If you could choose any place in the world, what would be your ideal place for sex and intimacy? Maybe you imagine a luxurious room on the top floor of a skyscraper, with french windows and a large bed. Maybe you think of a cozy cottage in the mountains, or a leisurely resort by the sea.
Of course, for all you naughty exhibitionists out there, perhaps you are imagining something more illicit and public. But even so, for the practical constraints of life, most of us would like privacy, safety, security, and even luxury when it comes to our routine location for sex and intimacy.
Unfortunately, for many of us this only a fantasy. In a city like Mumbai, staggeringly cramped and crowded, how do people ever manage to steal a private moment? I sought out people who currently live, or used to live in chawls in Mumbai, or other crowded settlements. The first person I reached out to was an old college friend who used to live in a chawl with her family.
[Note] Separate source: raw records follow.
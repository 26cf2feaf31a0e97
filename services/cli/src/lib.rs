pub mod adapters;
pub mod config;
pub mod error;
pub mod telemetry;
Dipika* says that she was aware of the existence of sexual relationships from a very young age. In a space as crowded as the chawl she lived in, not everyone was discrete. She remembers for instance, ‘strange noises’ that emerged from her neighbors’ house at night- loud thumping, moaning, gasping and rapid husky conversation. Of course, when she asked her parents about these noises, they glared at her and dodged the question. But she became increasingly excited by these late-night sounds, and sometimes even stealthily stayed up at night for a while, just to hear her neighbors make love! Wherever you may live, there is always room for curiosity to grow.
Priya* is recently married and lives in a small one bedroom house. The living room is occupied by various uncles and aunts. The smaller bedroom is partitioned with thin curtains. She and her husband sleep on one side, and her in-laws on the other side of the curtains. “Sex is difficult” she admits. “There is only a thin curtain separating us and his parents, we have to be very quiet.”
But people are creative when it comes to sex, and they too have found a way. Parallel to their house, runs the tracks of the local train. “Whenever the train comes in from Kurla, it makes a lot of noise, and the trains are very regular” she explained. She and her husband have learnt to time their sexual intimacy to match the rhythms of the train. “When the train is passing by, we touch each other and enjoy our bodies. No one can hear anything because the train is so loud. Once the train is gone, we pause and wait for the next train to come.”
Priya spoke about the pauses in between the trains as being full of anticipation and longing. “When one train goes, and we are waiting for the next, we just lie next to each other and look into each other’s eyes, we both know what we are waiting for.” Situations may not be ideal, but intimacy still manages to hold on and flourish in people’s lives. “I really wish we had our own room. But still, we manage. You know, sometimes these days I just hear the sound of the train, and I get excited!” Priya laughs with a gleam in her eyes.
So next time you get hot and heavy with bae in the comfort of that pastel, gently lit hotel room, do remember that only some can take privacy for granted. For others it is an absolute luxury that they can only wish for. Sex, like everything else is uniquely aspirational. It is coloured with all shades of human wants, needs and insecurities. For many, having better sex would require doing better in life- having a better job, better health and better security. And in a deeply fractured, stressful and unequal world, this is certainly not possible for everyone.
But what is heartening is that despite difficult, often suffocating living conditions, sex still has a place in the lives of many. Even in crowded chawls full of ailing grandparents and sniffling children, intimacy finds a way. In every cramped house, cluttered with the noise from an old TV, the sounds of family members quarrelling and children crying, what goes unnoticed is sex- quick, quiet, limbs touching in the dark and still utterly delightful. Even stuffy living quarters can’t kill our thirst for closeness and intimacy. And that’s what makes us vulnerable. That’s what makes us human.